== Your task ==
Tally up the lines below with "Send" in them. Answer with the number only.

[Saved entries]
────────────────

// SPDX-License-Identifier: MIT

use anyhow::Context;
use clap::{Parser, Subcommand};
use dotenv::dotenv;
use futures::StreamExt;
use std::path::PathBuf;
use std::sync::Arc;

use kinetic_graph::adk::model::{Model, OpenAiCompatibleModel};
use kinetic_graph::kinetic::agents::{complaint, plan, react, ComplaintAgent, PlanAgent, ReActAgent};
use kinetic_graph::kinetic::cli::run_chat_loop;
use kinetic_graph::kinetic::config::Settings;
use kinetic_graph::kinetic::mcp;
use kinetic_graph::kinetic::server::{self, AppState};
use kinetic_graph::kinetic::tools::default_registry;
use kinetic_graph::kinetic::workflow::checkpoint::InMemoryCheckpointer;

#[derive(Parser, Debug)]
#[command(author, version, about, long_about = None)]
struct Args {
    /// Optional YAML settings file
    #[arg(short, long, global = true)]
    config: Option<PathBuf>,

    /// Override the model name
    #[arg(short, long, global = true)]
    model: Option<String>,

    /// Override the per-run step budget
    #[arg(long, global = true)]
    max_iterations: Option<u32>,

    #[command(subcommand)]
    command: Commands,
}

#[derive(Subcommand, Debug)]
enum Commands {
    /// Plan a goal, execute every task and summarize
    Plan {
        #[arg(short, long)]
        goal: String,

        /// Print progress after every step
        #[arg(long)]
        stream: bool,
    },
    /// Classify and route a customer complaint
    Complaint {
        #[arg(short, long)]
        title: String,

        #[arg(short, long)]
        description: String,
    },
    /// Chat with the tool-using assistant
    Chat {
        /// Conversation thread id
        #[arg(short, long, default_value = "1")]
        thread: String,
    },
    /// Serve the HTTP API
    Serve {
        #[arg(short, long, default_value_t = 3000)]
        port: u16,
    },
    /// Print a workflow graph as a Mermaid diagram
    Graph {
        /// plan, complaint or react
        #[arg(short, long)]
        name: String,
    },
}

#[tokio::main]
async fn main() -> anyhow::Result<()> {
    dotenv().ok();
    env_logger::init();

    let args = Args::parse();

    let mut settings = Settings::load(args.config.as_deref()).context("loading settings")?;
    if let Some(model) = args.model {
        settings.model.model_name = model;
    }
    if let Some(limit) = args.max_iterations {
        settings.max_iterations = Some(limit);
    }
    log::info!(
        "Using model {} at {}",
        settings.model.model_name,
        settings.model.base_url
    );

    let model: Arc<dyn Model> = Arc::new(OpenAiCompatibleModel::new(settings.model.clone()));
    let config = settings.executor_config();

    match args.command {
        Commands::Plan { goal, stream } => {
            let agent = PlanAgent::new(model, config)?;
            if stream {
                let mut events = Box::pin(agent.stream(&goal));
                while let Some(event) = events.next().await {
                    println!("{}", serde_json::to_string(&event?)?);
                }
            } else {
                let state = agent.invoke(&goal).await?;
                println!("{}", state.get_str("final_res").unwrap_or_default());
            }
        }
        Commands::Complaint { title, description } => {
            let agent = ComplaintAgent::new(model, config)?;
            let outcome = agent.handle(&title, &description).await?;
            println!("{}", serde_json::to_string_pretty(&outcome)?);
        }
        Commands::Chat { thread } => {
            let registry = default_registry(&settings.files_dir, &settings.search).await;
            let remote = mcp::attach_servers(&registry, &settings.mcp_servers).await;
            log::info!("Chat tools: {:?} ({} from MCP)", registry.names().await, remote);
            let agent = ReActAgent::new(
                model,
                registry,
                config,
                Arc::new(InMemoryCheckpointer::new()),
            )
            .await?;

            let stdin = tokio::io::BufReader::new(tokio::io::stdin());
            run_chat_loop(stdin, tokio::io::stdout(), |turn| {
                let agent = agent.clone();
                let thread = thread.clone();
                async move { agent.chat(&thread, &turn).await }
            })
            .await?;
        }
        Commands::Serve { port } => {
            if let Err(e) = tracing::subscriber::set_global_default(
                tracing_subscriber::fmt().finish(),
            ) {
                log::warn!("Request tracing disabled: {}", e);
            }
            let state = Arc::new(AppState {
                plan: PlanAgent::new(model.clone(), config.clone())?,
                complaint: ComplaintAgent::new(model, config)?,
            });
            server::serve(state, port).await?;
        }
        Commands::Graph { name } => {
            let graph = match name.as_str() {
                "plan" => plan::build_plan_graph(model, config)?,
                "complaint" => complaint::build_complaint_graph(model, config)?,
                "react" => {
                    let registry = default_registry(&settings.files_dir, &settings.search).await;
                    react::build_react_graph(
                        model,
                        registry,
                        react::DEFAULT_SYSTEM_PROMPT,
                        config,
                        None,
                    )
                    .await?
                }
                other => anyhow::bail!("unknown graph '{other}', expected plan, complaint or react"),
            };
            print!("{}", graph.to_mermaid());
        }
    }

    Ok(())
}
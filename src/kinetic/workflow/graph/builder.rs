// SPDX-License-Identifier: MIT

//! Graph builder - registers steps and edges, validates on compile
//!
//! ```rust,no_run
//! use kinetic_graph::kinetic::workflow::graph::{step_fn, StateGraph, END, START};
//! use kinetic_graph::kinetic::workflow::state::{StateSchema, StateUpdate};
//!
//! let graph = StateGraph::new("hello", StateSchema::new())
//!     .add_step("greet", step_fn(|_| async { Ok(StateUpdate::new().set("greeting", "hi")) }))
//!     .add_edge(START, "greet")
//!     .add_edge("greet", END)
//!     .compile()?;
//! # Ok::<(), kinetic_graph::adk::error::GraphError>(())
//! ```

use std::collections::{HashMap, HashSet};
use std::sync::Arc;

use super::executor::{CompiledGraph, ExecutorConfig};
use super::types::{Edge, RouteTable, RouterFn, Step, END, START};
use crate::adk::error::GraphError;
use crate::kinetic::workflow::checkpoint::Checkpointer;
use crate::kinetic::workflow::state::{StateSchema, WorkflowState};

/// Sentinel router key produced when a table router cannot classify the state
pub const UNCLASSIFIED: &str = "<unclassified>";

/// Mutable graph under construction
pub struct StateGraph {
    name: String,
    schema: StateSchema,
    steps: HashMap<String, Arc<dyn Step>>,
    /// Registration order, for deterministic validation and diagrams
    order: Vec<String>,
    edges: Vec<(String, Edge)>,
    duplicates: Vec<String>,
}

impl StateGraph {
    pub fn new(name: impl Into<String>, schema: StateSchema) -> Self {
        Self {
            name: name.into(),
            schema,
            steps: HashMap::new(),
            order: Vec::new(),
            edges: Vec::new(),
            duplicates: Vec::new(),
        }
    }

    /// Register a step under `name`
    ///
    /// Re-registering a name is reported by `compile()`.
    pub fn add_step(mut self, name: impl Into<String>, step: impl Step + 'static) -> Self {
        let name = name.into();
        if self.steps.insert(name.clone(), Arc::new(step)).is_some() {
            self.duplicates.push(name);
        } else {
            self.order.push(name);
        }
        self
    }

    /// Unconditional edge `from -> to`
    pub fn add_edge(mut self, from: impl Into<String>, to: impl Into<String>) -> Self {
        self.edges.push((from.into(), Edge::Fixed(to.into())));
        self
    }

    /// Conditional edge: `router` picks a key, `routes` maps keys to targets
    pub fn add_conditional_edge<R, I, K, V>(
        mut self,
        from: impl Into<String>,
        router: R,
        routes: I,
    ) -> Self
    where
        R: Fn(&WorkflowState) -> String + Send + Sync + 'static,
        I: IntoIterator<Item = (K, V)>,
        K: Into<String>,
        V: Into<String>,
    {
        let routes = routes
            .into_iter()
            .map(|(k, v)| (k.into(), v.into()))
            .collect();
        let router: RouterFn = Arc::new(router);
        self.edges
            .push((from.into(), Edge::Conditional { router, routes }));
        self
    }

    /// Conditional edge driven by a [`RouteTable`]
    ///
    /// `classify` returns the table value, or the raw unroutable value on
    /// failure, which the executor reports as a router violation.
    pub fn add_routed_edge<T, C>(self, from: impl Into<String>, classify: C) -> Self
    where
        T: RouteTable,
        C: Fn(&WorkflowState) -> Result<T, String> + Send + Sync + 'static,
    {
        let router = move |state: &WorkflowState| match classify(state) {
            Ok(value) => value.key().to_string(),
            Err(raw) if raw.is_empty() => UNCLASSIFIED.to_string(),
            Err(raw) => raw,
        };
        self.add_conditional_edge(from, router, T::routes())
    }

    /// Validate and freeze the graph with the default executor settings
    pub fn compile(self) -> Result<CompiledGraph, GraphError> {
        self.compile_with(ExecutorConfig::default(), None)
    }

    /// Validate and freeze the graph
    pub fn compile_with(
        self,
        config: ExecutorConfig,
        checkpointer: Option<Arc<dyn Checkpointer>>,
    ) -> Result<CompiledGraph, GraphError> {
        self.validate()?;

        let edges: HashMap<String, Edge> = self.edges.into_iter().collect();

        log::info!(
            "Compiled graph '{}' with {} steps and {} edges",
            self.name,
            self.order.len(),
            edges.len()
        );

        Ok(CompiledGraph::new(
            self.name,
            Arc::new(self.schema),
            self.steps,
            self.order,
            edges,
            config,
            checkpointer,
        ))
    }

    fn validate(&self) -> Result<(), GraphError> {
        if let Some(name) = self.duplicates.first() {
            return Err(GraphError::DuplicateStep(name.clone()));
        }

        if let Some(name) = self.order.iter().find(|n| *n == START || *n == END) {
            return Err(GraphError::ReservedName(name.clone()));
        }

        let mut sources: HashSet<&str> = HashSet::new();
        for (from, edge) in &self.edges {
            if from != START && !self.steps.contains_key(from) {
                return Err(GraphError::DanglingEdge {
                    from: from.clone(),
                    to: edge.targets().join("|"),
                    missing: from.clone(),
                });
            }
            for to in edge.targets() {
                if to != END && !self.steps.contains_key(to) {
                    return Err(GraphError::DanglingEdge {
                        from: from.clone(),
                        to: to.to_string(),
                        missing: to.to_string(),
                    });
                }
            }
            if !sources.insert(from.as_str()) {
                return Err(GraphError::ConflictingEdges(from.clone()));
            }
        }

        if !sources.contains(START) {
            return Err(GraphError::NoEntryPoint(self.name.clone()));
        }

        if let Some(name) = self.order.iter().find(|n| !sources.contains(n.as_str())) {
            return Err(GraphError::MissingOutgoingEdge(name.clone()));
        }

        let reachable = self.reachable();
        for name in self.order.iter().filter(|n| !reachable.contains(n.as_str())) {
            log::warn!("Step '{}' in graph '{}' is unreachable from START", name, self.name);
        }

        Ok(())
    }

    fn reachable(&self) -> HashSet<&str> {
        let edges: HashMap<&str, &Edge> = self.edges.iter().map(|(f, e)| (f.as_str(), e)).collect();
        let mut seen = HashSet::new();
        let mut stack = vec![START];
        while let Some(node) = stack.pop() {
            if !seen.insert(node) {
                continue;
            }
            if let Some(edge) = edges.get(node) {
                stack.extend(edge.targets());
            }
        }
        seen
    }
}

#[cfg(test)]
mod tests {
    use super::*;
    use crate::kinetic::workflow::graph::types::step_fn;
    use crate::kinetic::workflow::state::StateUpdate;

    fn noop() -> impl Step {
        step_fn(|_| async { Ok(StateUpdate::new()) })
    }

    #[test]
    fn test_compile_linear_graph() {
        let graph = StateGraph::new("linear", StateSchema::new())
            .add_step("a", noop())
            .add_step("b", noop())
            .add_edge(START, "a")
            .add_edge("a", "b")
            .add_edge("b", END)
            .compile()
            .unwrap();

        assert_eq!(graph.name(), "linear");
        assert_eq!(graph.step_names(), vec!["a", "b"]);
    }

    #[test]
    fn test_duplicate_step_fails() {
        let err = StateGraph::new("dup", StateSchema::new())
            .add_step("a", noop())
            .add_step("a", noop())
            .add_edge(START, "a")
            .add_edge("a", END)
            .compile()
            .unwrap_err();

        assert_eq!(err, GraphError::DuplicateStep("a".to_string()));
    }

    #[test]
    fn test_dangling_edge_fails() {
        let err = StateGraph::new("dangling", StateSchema::new())
            .add_step("a", noop())
            .add_edge(START, "a")
            .add_edge("a", "ghost")
            .compile()
            .unwrap_err();

        assert_eq!(
            err,
            GraphError::DanglingEdge {
                from: "a".to_string(),
                to: "ghost".to_string(),
                missing: "ghost".to_string(),
            }
        );
    }

    #[test]
    fn test_dangling_router_target_fails() {
        let err = StateGraph::new("dangling", StateSchema::new())
            .add_step("a", noop())
            .add_edge(START, "a")
            .add_conditional_edge("a", |_| "x".to_string(), [("x", END), ("y", "nowhere")])
            .compile()
            .unwrap_err();

        assert!(matches!(err, GraphError::DanglingEdge { missing, .. } if missing == "nowhere"));
    }

    #[test]
    fn test_edge_from_unknown_source_fails() {
        let err = StateGraph::new("dangling", StateSchema::new())
            .add_step("a", noop())
            .add_edge(START, "a")
            .add_edge("a", END)
            .add_edge("ghost", "a")
            .compile()
            .unwrap_err();

        assert!(matches!(err, GraphError::DanglingEdge { missing, .. } if missing == "ghost"));
    }

    #[test]
    fn test_missing_entry_point_fails() {
        let err = StateGraph::new("no-entry", StateSchema::new())
            .add_step("a", noop())
            .add_edge("a", END)
            .compile()
            .unwrap_err();

        assert_eq!(err, GraphError::NoEntryPoint("no-entry".to_string()));
    }

    #[test]
    fn test_reserved_name_fails() {
        let err = StateGraph::new("reserved", StateSchema::new())
            .add_step(END, noop())
            .add_edge(START, END)
            .compile()
            .unwrap_err();

        assert_eq!(err, GraphError::ReservedName(END.to_string()));
    }

    #[test]
    fn test_two_outgoing_edges_fail() {
        let err = StateGraph::new("conflict", StateSchema::new())
            .add_step("a", noop())
            .add_step("b", noop())
            .add_edge(START, "a")
            .add_edge("a", "b")
            .add_edge("a", END)
            .add_edge("b", END)
            .compile()
            .unwrap_err();

        assert_eq!(err, GraphError::ConflictingEdges("a".to_string()));
    }

    #[test]
    fn test_step_without_edge_fails() {
        let err = StateGraph::new("stuck", StateSchema::new())
            .add_step("a", noop())
            .add_step("b", noop())
            .add_edge(START, "a")
            .add_edge("a", END)
            .compile()
            .unwrap_err();

        assert_eq!(err, GraphError::MissingOutgoingEdge("b".to_string()));
    }

    #[test]
    fn test_router_allow_list_need_not_be_exhaustive() {
        // Router may produce keys with no route; that is a run-time concern
        let graph = StateGraph::new("partial", StateSchema::new())
            .add_step("a", noop())
            .add_edge(START, "a")
            .add_conditional_edge("a", |_| "unmapped".to_string(), [("done", END)])
            .compile();

        assert!(graph.is_ok());
    }
}
//! Integration tests for the workflow engine and the agents built on it
//!
//! These tests drive whole graphs end to end with mock collaborators.

use async_trait::async_trait;
use axum::body::{to_bytes, Body};
use axum::http::{Request, StatusCode};
use futures::StreamExt;
use kinetic_graph::adk::error::{GraphError, ModelError, RunError, ToolError};
use kinetic_graph::adk::model::{Content, GenerationConfig, Model, Part, Role};
use kinetic_graph::adk::tool::Tool;
use kinetic_graph::kinetic::agents::{
    ComplaintAgent, ComplaintBranch, ComplaintType, PlanAgent, PlanProgress, ReActAgent,
};
use kinetic_graph::kinetic::cli::run_chat_loop;
use kinetic_graph::kinetic::server::{router, AppState};
use kinetic_graph::kinetic::tools::{default_registry, resolve_within, SearchConfig};
use kinetic_graph::kinetic::workflow::checkpoint::InMemoryCheckpointer;
use kinetic_graph::kinetic::workflow::graph::{
    step_fn, ExecutorConfig, GraphEvent, RouteTable, StateGraph, END, START,
};
use kinetic_graph::kinetic::workflow::state::{
    FieldType, ReducerType, StateFieldDef, StateSchema, StateUpdate, WorkflowState,
};
use serde_json::{json, Value};
use std::path::{Path, PathBuf};
use std::sync::atomic::{AtomicUsize, Ordering};
use std::sync::Arc;
use tower::ServiceExt;

// ============================================================================
// Mock Components
// ============================================================================

type Responder = dyn Fn(&[Content]) -> Content + Send + Sync;

/// Mock model answering through a closure over the request history
struct MockModel {
    respond: Box<Responder>,
    calls: AtomicUsize,
}
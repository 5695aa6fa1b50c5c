// SPDX-License-Identifier: MIT

pub mod checkpoint;
pub mod graph;
pub mod registry;
pub mod state;
// SPDX-License-Identifier: MIT

use crate::adk::error::ToolError;
use crate::adk::tool::Tool;
use serde_json::Value;
use std::collections::HashMap;
use std::sync::Arc;
use tokio::sync::RwLock;

/// Shared name -> tool map handed to agents
#[derive(Clone)]
pub struct ToolRegistry {
    tools: Arc<RwLock<HashMap<String, Arc<dyn Tool>>>>,
}

impl ToolRegistry {
    pub fn new() -> Self {
        Self {
            tools: Arc::new(RwLock::new(HashMap::new())),
        }
    }

    pub async fn register(&self, tool: Arc<dyn Tool>) {
        let mut tools = self.tools.write().await;
        if tools.insert(tool.name().to_string(), tool).is_some() {
            log::warn!("Replaced an already registered tool");
        }
    }

    pub async fn get(&self, name: &str) -> Option<Arc<dyn Tool>> {
        let tools = self.tools.read().await;
        tools.get(name).cloned()
    }

    /// All tools, sorted by name so model requests are stable
    pub async fn list(&self) -> Vec<Arc<dyn Tool>> {
        let tools = self.tools.read().await;
        let mut list: Vec<Arc<dyn Tool>> = tools.values().cloned().collect();
        list.sort_by(|a, b| a.name().cmp(b.name()));
        list
    }

    pub async fn names(&self) -> Vec<String> {
        self.list()
            .await
            .iter()
            .map(|t| t.name().to_string())
            .collect()
    }

    /// Look a tool up and run it
    pub async fn execute(&self, name: &str, args: Value) -> Result<Value, ToolError> {
        let tool = self
            .get(name)
            .await
            .ok_or_else(|| ToolError::NotFound(name.to_string()))?;
        tool.execute(args).await
    }
}

impl Default for ToolRegistry {
    fn default() -> Self {
        Self::new()
    }
}
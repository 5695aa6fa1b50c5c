// SPDX-License-Identifier: MIT

//! Workflow engine, the agents built on it, and their front ends

pub mod agents;
pub mod cli;
pub mod config;
pub mod mcp;
pub mod server;
pub mod tools;
pub mod workflow;
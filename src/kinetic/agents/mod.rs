// SPDX-License-Identifier: MIT

//! Workflow instantiations built on the graph engine
//!
//! - [`plan`] - plan, execute each task, evaluate
//! - [`complaint`] - classify a complaint, route to a desk, reply, notify
//! - [`react`] - model/tool loop with conversation memory

pub mod complaint;
pub mod plan;
pub mod react;

pub use complaint::{ComplaintAgent, ComplaintBranch, ComplaintLevel, ComplaintOutcome, ComplaintType};
pub use plan::{PlanAgent, PlanError, PlanModel, PlanProgress, TaskStep};
pub use react::ReActAgent;
//! Document business rules.

pub mod service;

pub use service::{DocumentService, DocumentStats};
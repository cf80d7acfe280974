//! Maps domain `AppError` to HTTP responses.
//!
//! `ApiError` is a thin newtype so the `?` operator converts any
//! [`AppError`] coming out of services into an HTTP response at the
//! single application boundary.

use axum::Json;
use axum::http::StatusCode;
use axum::response::{IntoResponse, Response};

use docstore_core::error::{AppError, ErrorKind};

use crate::dto::response::ErrorResponse;

/// HTTP-facing wrapper around the domain error.
#[derive(Debug)]
pub struct ApiError(pub AppError);

impl From<AppError> for ApiError {
    fn from(err: AppError) -> Self {
        Self(err)
    }
}

impl IntoResponse for ApiError {
    fn into_response(self) -> Response {
        let err = self.0;
        let status = match err.kind {
            ErrorKind::Validation => StatusCode::BAD_REQUEST,
            ErrorKind::NotFound => StatusCode::NOT_FOUND,
            ErrorKind::Conflict => StatusCode::CONFLICT,
            ErrorKind::ServiceUnavailable => StatusCode::SERVICE_UNAVAILABLE,
            ErrorKind::Database | ErrorKind::Configuration | ErrorKind::Internal => {
                tracing::error!(error = %err, "Internal server error");
                StatusCode::INTERNAL_SERVER_ERROR
            }
        };

        // Never leak store-level detail to the client.
        let message = if status == StatusCode::INTERNAL_SERVER_ERROR {
            "Internal server error".to_string()
        } else {
            err.message
        };

        (status, Json(ErrorResponse::new(message))).into_response()
    }
}

/// Convenience alias for handler return types.
pub type ApiResult<T> = Result<T, ApiError>;
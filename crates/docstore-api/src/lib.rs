//! # docstore-api
//!
//! HTTP layer for DocStore: routing, request/response DTOs, and the
//! mapping from domain errors to HTTP responses.

pub mod dto;
pub mod error;
pub mod extractors;
pub mod handlers;
pub mod router;
pub mod state;
//! Document entity.

pub mod model;

pub use model::{Document, DocumentPatch, NewDocument};
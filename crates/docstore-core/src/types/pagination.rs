//! Pagination types for list endpoints.

use serde::{Deserialize, Serialize};

/// Default page size.
const DEFAULT_LIMIT: u64 = 10;
/// Maximum page size.
const MAX_LIMIT: u64 = 100;

/// Request parameters for paginated queries.
#[derive(Debug, Clone, Serialize, Deserialize)]
pub struct PageRequest {
    /// Page number (1-based).
    #[serde(default = "default_page")]
    pub page: u64,
    /// Number of items per page.
    #[serde(default = "default_limit")]
    pub limit: u64,
}

impl PageRequest {
    /// Create a new page request, clamping out-of-range values.
    pub fn new(page: u64, limit: u64) -> Self {
        Self {
            page: page.max(1),
            limit: limit.clamp(1, MAX_LIMIT),
        }
    }

    /// Calculate the slice/SQL `OFFSET` value.
    pub fn offset(&self) -> u64 {
        (self.page.saturating_sub(1)) * self.limit
    }
}

impl Default for PageRequest {
    fn default() -> Self {
        Self {
            page: 1,
            limit: DEFAULT_LIMIT,
        }
    }
}

/// Paginated response wrapper.
#[derive(Debug, Clone, Serialize, Deserialize)]
pub struct PageResponse<T: Serialize> {
    /// The items on this page.
    pub items: Vec<T>,
    /// Current page number (1-based).
    pub page: u64,
    /// Number of items per page.
    pub limit: u64,
    /// Total number of items across all pages.
    pub total: u64,
    /// Total number of pages (`ceil(total / limit)`).
    pub total_pages: u64,
}

impl<T: Serialize> PageResponse<T> {
    /// Create a new paginated response.
    pub fn new(items: Vec<T>, page: &PageRequest, total: u64) -> Self {
        Self {
            items,
            page: page.page,
            limit: page.limit,
            total,
            total_pages: total.div_ceil(page.limit.max(1)),
        }
    }
}

fn default_page() -> u64 {
    1
}

fn default_limit() -> u64 {
    DEFAULT_LIMIT
}

#[cfg(test)]
mod tests {
    use super::*;

    #[test]
    fn test_offset_is_zero_based() {
        assert_eq!(PageRequest::new(1, 10).offset(), 0);
        assert_eq!(PageRequest::new(2, 5).offset(), 5);
        assert_eq!(PageRequest::new(4, 25).offset(), 75);
    }

    #[test]
    fn test_limit_clamped_to_max() {
        assert_eq!(PageRequest::new(1, 1000).limit, 100);
        assert_eq!(PageRequest::new(1, 0).limit, 1);
    }

    #[test]
    fn test_page_zero_normalized_to_first() {
        assert_eq!(PageRequest::new(0, 10).page, 1);
    }

    #[test]
    fn test_total_pages_is_ceiling() {
        let page = PageRequest::new(2, 5);
        let resp: PageResponse<i32> = PageResponse::new(vec![], &page, 20);
        assert_eq!(resp.total_pages, 4);

        let resp: PageResponse<i32> = PageResponse::new(vec![], &page, 21);
        assert_eq!(resp.total_pages, 5);

        let resp: PageResponse<i32> = PageResponse::new(vec![], &page, 0);
        assert_eq!(resp.total_pages, 0);
    }
}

────────────────

== Written solution ==
3